## Work instructions
The word "seen" marks the lines to copy; find all of them in the entries below.

## Stored data
/---

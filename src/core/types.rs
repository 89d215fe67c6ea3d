//! core::types
//!
//! Strong types for core domain concepts.
//!
//! # Types
//!
//! - [`Repository`] - A remote module source with its ordered channels
//! - [`Channel`] - A named update track and its latest known version
//! - [`RevisionMarker`] - Commit SHA plus resolved timestamp
//! - [`ModuleId`] - Deterministic module identity
//!
//! # Validation
//!
//! These types enforce validity at construction time. A repository whose
//! default channel is not one of its channels cannot be represented.
//!
//! # Examples
//!
//! ```
//! use modsync::core::types::Repository;
//!
//! let repo = Repository::new(
//!     "https://github.com/acme/modules",
//!     vec!["stable".into(), "beta".into()],
//!     Some("stable".into()),
//! )
//! .unwrap();
//! assert_eq!(repo.default_channel(), Some("stable"));
//!
//! // Default channel must be a member of the channel list
//! assert!(Repository::new("https://github.com/acme/modules", vec!["beta".into()], Some("stable".into())).is_err());
//! ```

use chrono::{DateTime, Utc};
use serde::{Deserialize, Serialize};
use sha2::{Digest, Sha256};
use thiserror::Error;

/// Errors from type validation.
#[derive(Debug, Error, PartialEq, Eq)]
pub enum TypeError {
    #[error("invalid repository source: {0}")]
    InvalidSource(String),

    #[error("invalid channel name: {0}")]
    InvalidChannel(String),

    #[error("duplicate channel '{0}'")]
    DuplicateChannel(String),

    #[error("default channel '{0}' is not one of the repository channels")]
    UnknownDefaultChannel(String),
}

/// A remote module repository.
///
/// Channels are kept in declaration order and are unique. The default
/// channel, if any, is always one of them.
#[derive(Debug, Clone, PartialEq, Eq, Serialize, Deserialize)]
#[serde(try_from = "RepositoryRecord", into = "RepositoryRecord")]
pub struct Repository {
    source: String,
    default: bool,
    channels: Vec<Channel>,
    default_channel: Option<String>,
}

/// Serialized shape of a repository, validated on the way in.
#[derive(Debug, Clone, Serialize, Deserialize)]
struct RepositoryRecord {
    source: String,
    #[serde(default)]
    default: bool,
    channels: Vec<Channel>,
    #[serde(default, skip_serializing_if = "Option::is_none")]
    default_channel: Option<String>,
}

impl TryFrom<RepositoryRecord> for Repository {
    type Error = TypeError;

    fn try_from(record: RepositoryRecord) -> Result<Self, Self::Error> {
        let mut repo = Repository::with_channels(
            record.source,
            record.channels,
            record.default_channel,
        )?;
        repo.default = record.default;
        Ok(repo)
    }
}

impl From<Repository> for RepositoryRecord {
    fn from(repo: Repository) -> Self {
        Self {
            source: repo.source,
            default: repo.default,
            channels: repo.channels,
            default_channel: repo.default_channel,
        }
    }
}

impl Repository {
    /// Create a repository from channel names.
    ///
    /// # Errors
    ///
    /// - `InvalidSource` if `source` is blank
    /// - `InvalidChannel` / `DuplicateChannel` for bad channel names
    /// - `UnknownDefaultChannel` if the default is not listed
    pub fn new(
        source: impl Into<String>,
        channels: Vec<String>,
        default_channel: Option<String>,
    ) -> Result<Self, TypeError> {
        let channels = channels.into_iter().map(Channel::new).collect();
        Self::with_channels(source, channels, default_channel)
    }

    /// Create a repository from fully populated channel records.
    pub fn with_channels(
        source: impl Into<String>,
        mut channels: Vec<Channel>,
        default_channel: Option<String>,
    ) -> Result<Self, TypeError> {
        let source = source.into();
        if source.trim().is_empty() {
            return Err(TypeError::InvalidSource("source cannot be empty".into()));
        }

        let mut seen = std::collections::HashSet::new();
        for channel in &channels {
            validate_channel_name(&channel.name)?;
            if !seen.insert(channel.name.as_str()) {
                return Err(TypeError::DuplicateChannel(channel.name.clone()));
            }
        }

        if let Some(default) = &default_channel {
            if !seen.contains(default.as_str()) {
                return Err(TypeError::UnknownDefaultChannel(default.clone()));
            }
        }

        for channel in &mut channels {
            channel.default = default_channel.as_deref() == Some(channel.name.as_str());
        }

        Ok(Self {
            source,
            default: false,
            channels,
            default_channel,
        })
    }

    /// Mark this repository as the default module source.
    pub fn into_default(mut self) -> Self {
        self.default = true;
        self
    }

    /// The repository source address.
    pub fn source(&self) -> &str {
        &self.source
    }

    /// Whether this is the default repository.
    pub fn is_default(&self) -> bool {
        self.default
    }

    /// Channels in declaration order.
    pub fn channels(&self) -> &[Channel] {
        &self.channels
    }

    /// Look up a channel by name.
    pub fn channel(&self, name: &str) -> Option<&Channel> {
        self.channels.iter().find(|c| c.name == name)
    }

    /// Mutable lookup, used by stores recording a new channel head.
    pub fn channel_mut(&mut self, name: &str) -> Option<&mut Channel> {
        self.channels.iter_mut().find(|c| c.name == name)
    }

    /// The designated default channel.
    pub fn default_channel(&self) -> Option<&str> {
        self.default_channel.as_deref()
    }
}

fn validate_channel_name(name: &str) -> Result<(), TypeError> {
    if name.is_empty() {
        return Err(TypeError::InvalidChannel("channel name cannot be empty".into()));
    }
    if name.chars().any(|c| c.is_whitespace() || c.is_control()) {
        return Err(TypeError::InvalidChannel(format!(
            "'{}' contains whitespace or control characters",
            name
        )));
    }
    Ok(())
}

/// A named update track of a repository.
///
/// The channel name doubles as the git ref queried on the remote host.
#[derive(Debug, Clone, PartialEq, Eq, Serialize, Deserialize)]
pub struct Channel {
    pub name: String,
    #[serde(default)]
    pub default: bool,
    /// Module version declared by the manifest at the last successful sync.
    #[serde(default, skip_serializing_if = "Option::is_none")]
    pub version: Option<String>,
    /// Revision the stored module was built from.
    #[serde(default, skip_serializing_if = "Option::is_none")]
    pub revision: Option<RevisionMarker>,
}

impl Channel {
    pub fn new(name: impl Into<String>) -> Self {
        Self {
            name: name.into(),
            default: false,
            version: None,
            revision: None,
        }
    }
}

/// Commit identity plus the timestamp used for staleness decisions.
#[derive(Debug, Clone, PartialEq, Eq, Serialize, Deserialize)]
pub struct RevisionMarker {
    pub sha: String,
    pub timestamp: DateTime<Utc>,
}

impl RevisionMarker {
    /// Build a marker from both commit timestamps.
    ///
    /// The resolved timestamp is the later of the two. Rebased or amended
    /// commits keep their author time but get a fresh committer time.
    ///
    /// # Example
    ///
    /// ```
    /// use chrono::{TimeZone, Utc};
    /// use modsync::core::types::RevisionMarker;
    ///
    /// let authored = Utc.with_ymd_and_hms(2024, 1, 1, 0, 0, 0).unwrap();
    /// let committed = Utc.with_ymd_and_hms(2024, 3, 1, 0, 0, 0).unwrap();
    /// let marker = RevisionMarker::resolve("abc123", authored, committed);
    /// assert_eq!(marker.timestamp, committed);
    /// ```
    pub fn resolve(
        sha: impl Into<String>,
        author_time: DateTime<Utc>,
        committer_time: DateTime<Utc>,
    ) -> Self {
        Self {
            sha: sha.into(),
            timestamp: author_time.max(committer_time),
        }
    }

    /// Whether `other` points at the same commit.
    pub fn same_revision(&self, other: &RevisionMarker) -> bool {
        self.sha == other.sha
    }
}

/// Deterministic module identity.
///
/// Derived from the repository source, the channel and the identity the
/// manifest declares. Never from a filesystem path, so repeated syncs of the
/// same module converge on one record.
#[derive(Debug, Clone, PartialEq, Eq, Hash, PartialOrd, Ord, Serialize, Deserialize)]
#[serde(transparent)]
pub struct ModuleId(String);

impl ModuleId {
    /// Derive the id for a manifest-declared identity.
    ///
    /// # Example
    ///
    /// ```
    /// use modsync::core::types::ModuleId;
    ///
    /// let a = ModuleId::derive("https://github.com/acme/m", "stable", "acme/sensor");
    /// let b = ModuleId::derive("https://github.com/acme/m", "stable", "acme/sensor");
    /// let c = ModuleId::derive("https://github.com/acme/m", "beta", "acme/sensor");
    /// assert_eq!(a, b);
    /// assert_ne!(a, c);
    /// ```
    pub fn derive(source: &str, channel: &str, declared_id: &str) -> Self {
        let mut hasher = Sha256::new();
        for part in [source.trim_end_matches('/'), channel, declared_id] {
            hasher.update(part.as_bytes());
            hasher.update([0u8]);
        }
        Self(hex::encode(hasher.finalize()))
    }

    /// Wrap an id read back from storage.
    pub fn from_raw(raw: impl Into<String>) -> Self {
        Self(raw.into())
    }

    pub fn as_str(&self) -> &str {
        &self.0
    }

    /// Short form for log lines.
    pub fn short(&self) -> &str {
        &self.0[..self.0.len().min(12)]
    }
}

impl std::fmt::Display for ModuleId {
    fn fmt(&self, f: &mut std::fmt::Formatter<'_>) -> std::fmt::Result {
        write!(f, "{}", self.0)
    }
}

\---

## Completed task
        let mut seen = std::collections::HashSet::new();
            if !seen.insert(channel.name.as_str()) {
            if !seen.contains(default.as_str()) {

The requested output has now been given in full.